De maneira que eu no meu tribunal, e invoco o testimunho de V. Ex.ª, tracto muitas vezes de distribuir o meu trabalho em conformidade com esta resolução da Camara, procurando abrevial-o quanto é conveniente e compativel com a administração da justiça, para que pelo menos ás duas horas eu saia e possa vir aqui tomar assento; porque entendo que depois das duas horas a que de ordinario se reunem os Dignos Pares já não tenho jurisdicção, e é tambem certo que no principio das sessões os Dignos Pares que são Juizes, em quanto a Camara se não constitue, ou mesmo depois de constituida, em quanto não tem permissão, abstem-se de julgar, para não procederem com nullidade. É isto exacto Sr. Presidente?

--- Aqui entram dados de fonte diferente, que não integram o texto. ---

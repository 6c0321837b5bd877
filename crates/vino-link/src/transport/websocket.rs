//! WebSocket transport built on tokio-tungstenite.

use std::time::Duration;

use futures::{SinkExt, StreamExt};
use tokio::sync::mpsc;
use tokio::task::JoinHandle;
use tokio::time::timeout;
use tokio_tungstenite::connect_async;
use tokio_tungstenite::tungstenite::Message;
use tracing::{debug, trace};

use super::{Transport, TransportEvent, TransportHandle, TransportSink};
use crate::error::LinkError;

/// Default connection timeout.
const DEFAULT_CONNECT_TIMEOUT: Duration = Duration::from_secs(10);

/// Opens WebSocket channels.
///
/// Each [`Transport::open`] spawns a socket task on the current tokio
/// runtime.
#[derive(Debug, Clone)]
pub struct WsTransport {
    connect_timeout: Duration,
}

impl WsTransport {
    /// Create a transport with the default connect timeout.
    #[must_use]
    pub const fn new() -> Self {
        Self {
            connect_timeout: DEFAULT_CONNECT_TIMEOUT,
        }
    }

    /// Set how long a connection attempt may take.
    #[must_use]
    pub const fn with_connect_timeout(mut self, connect_timeout: Duration) -> Self {
        self.connect_timeout = connect_timeout;
        self
    }

    /// The configured connect timeout.
    #[must_use]
    pub const fn connect_timeout(&self) -> Duration {
        self.connect_timeout
    }
}

impl Default for WsTransport {
    fn default() -> Self {
        Self::new()
    }
}

impl Transport for WsTransport {
    fn open(&self, endpoint: &str, sink: TransportSink) -> Box<dyn TransportHandle> {
        let (tx, rx) = mpsc::unbounded_channel();
        let task = tokio::spawn(run_socket(
            endpoint.to_string(),
            self.connect_timeout,
            sink,
            rx,
        ));
        Box::new(WsHandle { tx, task })
    }
}

enum Outbound {
    Text(String),
    Close,
}

struct WsHandle {
    tx: mpsc::UnboundedSender<Outbound>,
    task: JoinHandle<()>,
}

impl TransportHandle for WsHandle {
    fn send(&mut self, text: String) -> Result<(), LinkError> {
        self.tx
            .send(Outbound::Text(text))
            .map_err(|_| LinkError::Transport("socket task has stopped".to_string()))
    }

    fn close(&mut self) {
        // Socket task already finished
        if self.tx.send(Outbound::Close).is_err() {
            self.task.abort();
        }
    }
}

async fn run_socket(
    endpoint: String,
    connect_timeout: Duration,
    sink: TransportSink,
    mut outbound: mpsc::UnboundedReceiver<Outbound>,
) {
    debug!(endpoint = %endpoint, generation = sink.generation(), "opening websocket");

    let connect = timeout(connect_timeout, connect_async(endpoint.as_str()));
    tokio::pin!(connect);

    // A close requested during the handshake abandons it
    let connected = loop {
        tokio::select! {
            biased;

            out = outbound.recv() => match out {
                Some(Outbound::Text(_)) => trace!("dropping message queued before open"),
                Some(Outbound::Close) | None => {
                    debug!(generation = sink.generation(), "websocket closed during handshake");
                    sink.emit(TransportEvent::Closed {
                        reason: "closed by client".to_string(),
                    });
                    return;
                }
            },

            result = &mut connect => break result,
        }
    };

    let ws = match connected {
        Ok(Ok((ws, _response))) => ws,
        Ok(Err(e)) => {
            sink.emit(TransportEvent::Error(format!("failed to connect: {e}")));
            sink.emit(TransportEvent::Closed {
                reason: "connection failed".to_string(),
            });
            return;
        }
        Err(_) => {
            sink.emit(TransportEvent::Error(format!(
                "connection timed out after {} ms",
                connect_timeout.as_millis()
            )));
            sink.emit(TransportEvent::Closed {
                reason: "connection timed out".to_string(),
            });
            return;
        }
    };

    sink.emit(TransportEvent::Opened);
    let (mut write, mut read) = ws.split();

    let reason = loop {
        tokio::select! {
            frame = read.next() => match frame {
                Some(Ok(Message::Text(text))) => {
                    sink.emit(TransportEvent::Message(text.as_str().to_owned()));
                }
                Some(Ok(Message::Binary(bytes))) => match String::from_utf8(bytes.to_vec()) {
                    Ok(text) => {
                        sink.emit(TransportEvent::Message(text));
                    }
                    Err(_) => {
                        sink.emit(TransportEvent::Error(
                            "binary frame is not valid UTF-8".to_string(),
                        ));
                    }
                },
                Some(Ok(Message::Close(frame))) => {
                    break frame.map_or_else(
                        || "server closed connection".to_string(),
                        |f| format!("server closed connection ({}): {}", u16::from(f.code), f.reason.as_str()),
                    );
                }
                Some(Ok(_)) => {
                    // Ping/pong are answered by tungstenite
                    trace!("ignoring control frame");
                }
                Some(Err(e)) => {
                    sink.emit(TransportEvent::Error(format!("websocket error: {e}")));
                    break format!("websocket error: {e}");
                }
                None => break "connection closed".to_string(),
            },

            out = outbound.recv() => match out {
                Some(Outbound::Text(text)) => {
                    if let Err(e) = write.send(Message::Text(text.into())).await {
                        sink.emit(TransportEvent::Error(format!("write failed: {e}")));
                        break format!("write failed: {e}");
                    }
                }
                Some(Outbound::Close) | None => {
                    if let Err(e) = write.send(Message::Close(None)).await {
                        debug!(error = %e, "failed to send close frame");
                    }
                    break "closed by client".to_string();
                }
            },
        }
    };

    debug!(generation = sink.generation(), reason = %reason, "websocket closed");
    sink.emit(TransportEvent::Closed { reason });
}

O Sr. Presidente — Exactissimo.
O orador—Conseguintemente, Sr. Presidente, o serviço da Camara está primeiro do que qualquer outro, porque subsiste o preceito da Carta, e a sua razão. Se o preceito da Carta e a razão em que se funda subsistem com uma modificação clausulada, é necessario que as restricções dessa modificação se preencham; porque é tambem outro principio de direito não só que toda a excepção confirma a regra geral em contrario, mas que a excepção se tome nos seus precisos termos, sem se ampliar com offensa da mesma regra.
Eu, Sr. Presidente, não quero prolongar mais a discussão, e per consequencia limito-me a estas reflexões.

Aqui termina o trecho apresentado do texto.